蝶人戯画録

毎日お届けする文芸、映画、エッセイ、詩歌の花束です。

鎌倉国宝館で「国宝鶴岡八幡宮古神宝展」を見物する

kawaiimuku2010-09-17



茫洋物見遊山記第37回&鎌倉ちょっと不思議な物語第227回

秋です。ようやく萩の花が咲きほころびはじめた国宝館を訪ねてみました。

鶴岡八幡宮の古いコレクションが並べてありましたが、ほとんどこれまでに見たものばかりで掘り出し物はありませんでした。

ただ面白かったのは例の強風で倒れた大銀杏にまつわる展示です。この巨大な植物は樹齢数百年といわれ、承久元年(1219年)の旧暦1月27日の朝、三代将軍の実朝が甥の公暁に暗殺された瞬間をただひとり(1本)目撃していたという噂もありますが、さて本当のところはどうだったのでしょう。

残念ながら当日の惨劇を記録した「吾妻鏡」には、この銀杏についての報告はなされていませんし、鎌倉・室町・南北朝時代をつうじていかなる文書や記録にもこの種の情報はまったく残されていないようです。

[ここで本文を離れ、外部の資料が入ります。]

//! Pagecheck: element-interaction QA engine for HTML pages
//!
//! Pagecheck loads a page, finds every button, link and form, drives each
//! one the way a user would and records a structured verdict per element.
//!
//! # Architecture
//!
//! ```text
//! ┌──────────────────────────────────────────────────────────────────┐
//! │                    PAGECHECK Architecture                        │
//! ├──────────────────────────────────────────────────────────────────┤
//! │  ┌──────────┐   ┌────────────┐   ┌─────────────┐   ┌──────────┐  │
//! │  │ Locator  │──►│ Classifier │──►│ Interaction │──►│ Verdict  │  │
//! │  │ (roles)  │   │ (kinds)    │   │ (driver)    │   │ (fold)   │  │
//! │  └──────────┘   └────────────┘   └─────────────┘   └──────────┘  │
//! │        ▲                               │                         │
//! │        │        ┌──────────────────────┴──────┐                  │
//! │        └────────│ PageDriver: StaticDriver |  │                  │
//! │                 │ CdpDriver (chromium)        │                  │
//! │                 └─────────────────────────────┘                  │
//! └──────────────────────────────────────────────────────────────────┘
//! ```
//!
//! # Example
//!
//! ```no_run
//! use pagecheck::{run_session, EngineConfig, PageSource, QaEngine, StaticFactory};
//!
//! # async fn demo() -> pagecheck::PagecheckResult<()> {
//! let engine = QaEngine::new(EngineConfig::default());
//! let source = PageSource::from_input(r#"<a href="nonexistent.html">Broken Link</a>"#);
//! let report = run_session(&StaticFactory::default(), &engine, &source).await?;
//! assert_eq!(report.links.len(), 1);
//! # Ok(())
//! # }
//! ```

#![warn(missing_docs)]

pub mod boundary;
pub mod browser;
pub mod checks;
pub mod classifier;
mod config;
mod dom;
mod driver;
mod engine;
pub mod fixtures;
pub mod interaction;
#[cfg(feature = "llm")]
pub mod llm;
mod locator;
pub mod probe;
mod report;
mod result;
mod session;
pub mod verdict;

pub use boundary::{BoundaryValue, FieldConstraints};
pub use browser::BrowserConfig;
#[cfg(feature = "browser")]
pub use browser::{CdpDriver, ChromiumFactory};
pub use classifier::{classify, ElementKind, NameHint};
pub use config::EngineConfig;
pub use dom::StaticDriver;
pub use driver::{
    ElementHandle, ElementSnapshot, HandleStep, PageDriver, PageSource, ReadyState,
};
pub use engine::QaEngine;
pub use fixtures::{compose, BugFamily, Fixture, CATALOG};
pub use locator::{locate, locate_now, ElementRef, LocatorOptions, Role};
#[cfg(feature = "http")]
pub use probe::HttpProbe;
pub use probe::{LinkProbe, ProbeError, ProbeResponse};
pub use report::{Category, FailureDigest, FormVerdict, ReportSummary, Tally, TestReport};
pub use result::{PagecheckError, PagecheckResult};
pub use session::{run_isolated, run_session, DriverFactory, StaticFactory};
pub use verdict::{Aggregate, CheckEntry, CheckOutcome, CheckResult, ElementVerdict, Verdict};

はじめてこの植物を歴史に登場させたのは、あの天下の副将軍徳川光圀が貞享2年(1685年)に編纂出版した「新編鎌倉志」という歴史書で、そこには「銀杏の木に隠れていた女装した公暁が実朝を切り殺した」と書かれており、この説が万治年間(1658年から60年)に出版された中川喜雲という人の「鎌倉物語」に転載されて江戸の人々にしっかり定着したのだそうですが、彼氏が女装していたとは私も初耳でした。

もし本当なら、隠されていた驚くべき真相が466年振りに明らかになったということになりますが、真偽のほどはさあどうでしょう?
ともかく大銀杏と将軍暗殺がワンセットになったのは事件発生からおよそ半世紀が経過した江戸時代からであり、ここから急速にくだんの銀杏の存在がフューチャーされてきたようです。

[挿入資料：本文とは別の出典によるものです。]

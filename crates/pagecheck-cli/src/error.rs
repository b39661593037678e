//! Error types for the CLI

use thiserror::Error;

/// Result type for CLI operations
pub type CliResult<T> = Result<T, CliError>;

/// Errors that can occur in the CLI
#[derive(Debug, Error)]
pub enum CliError {
    /// Configuration error
    #[error("Configuration error: {message}")]
    Config {
        /// Error message
        message: String,
    },

    /// Check run error
    #[error("Check failed: {message}")]
    CheckExecution {
        /// Error message
        message: String,
    },

    /// IO error
    #[error("I/O error: {0}")]
    Io(#[from] std::io::Error),

    /// JSON error
    #[error("JSON error: {0}")]
    Json(#[from] serde_json::Error),

    /// Pagecheck library error
    #[error("Pagecheck error: {0}")]
    Pagecheck(#[from] pagecheck::PagecheckError),

    /// Invalid argument
    #[error("Invalid argument: {message}")]
    InvalidArgument {
        /// Error message
        message: String,
    },

    /// Fix suggestion error
    #[error("Suggestion failed: {message}")]
    Suggestion {
        /// Error message
        message: String,
    },

    /// The report contains failed verdicts
    #[error("{count} element(s) failed")]
    Defects {
        /// Failed verdict count
        count: usize,
    },
}

impl CliError {
    /// Create a configuration error
    #[must_use]
    pub fn config(message: impl Into<String>) -> Self {
        Self::Config {
            message: message.into(),
        }
    }

    /// Create a check execution error
    #[must_use]
    pub fn check_execution(message: impl Into<String>) -> Self {
        Self::CheckExecution {
            message: message.into(),
        }
    }

    /// Create an invalid argument error
    #[must_use]
    pub fn invalid_argument(message: impl Into<String>) -> Self {
        Self::InvalidArgument {
            message: message.into(),
        }
    }

    /// Create a suggestion error
    #[must_use]
    pub fn suggestion(message: impl Into<String>) -> Self {
        Self::Suggestion {
            message: message.into(),
        }
    }
}

#[cfg(test)]
#[allow(clippy::unwrap_used, clippy::expect_used)]
mod tests {
    use super::*;

    #[test]
    fn test_config_error() {
        let err = CliError::config("bad config");
        assert!(err.to_string().contains("Configuration"));
        assert!(err.to_string().contains("bad config"));
    }

    #[test]
    fn test_check_execution_error() {
        let err = CliError::check_execution("runtime");
        assert!(err.to_string().contains("Check failed"));
    }

    #[test]
    fn test_invalid_argument_error() {
        let err = CliError::invalid_argument("bad arg");
        assert!(err.to_string().contains("Invalid argument"));
    }

    #[test]
    fn test_suggestion_error() {
        let err = CliError::suggestion("no key");
        assert_eq!(err.to_string(), "Suggestion failed: no key");
    }

    #[test]
    fn test_defects_error() {
        assert_eq!(CliError::Defects { count: 3 }.to_string(), "3 element(s) failed");
    }

    #[test]
    fn test_io_error_from() {
        let io_err = std::io::Error::new(std::io::ErrorKind::NotFound, "file not found");
        let cli_err: CliError = io_err.into();
        assert!(cli_err.to_string().contains("I/O"));
    }

    #[test]
    fn test_library_error_from() {
        let cli_err: CliError = pagecheck::PagecheckError::SessionClosed.into();
        assert!(cli_err.to_string().starts_with("Pagecheck error"));
    }
}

本会場にある江戸時代に製作された「相州鎌倉之図」という絵地図では、たしかに鶴岡八幡宮のランドマークがこの銀杏であることが明示されていますし、明治時代になって月岡芳年が描いた「美談武者八景-鶴岡暮雪」という武者絵ではくだんの大銀杏を挟んでおじさんと甥っ子が大立ち回りを演じています。

そういえば八幡様には数多くの名刀(国宝)が保存されていますから、かつて別当を務めた公暁が実朝の首を斬った刀が現存しているのかもしれませんね。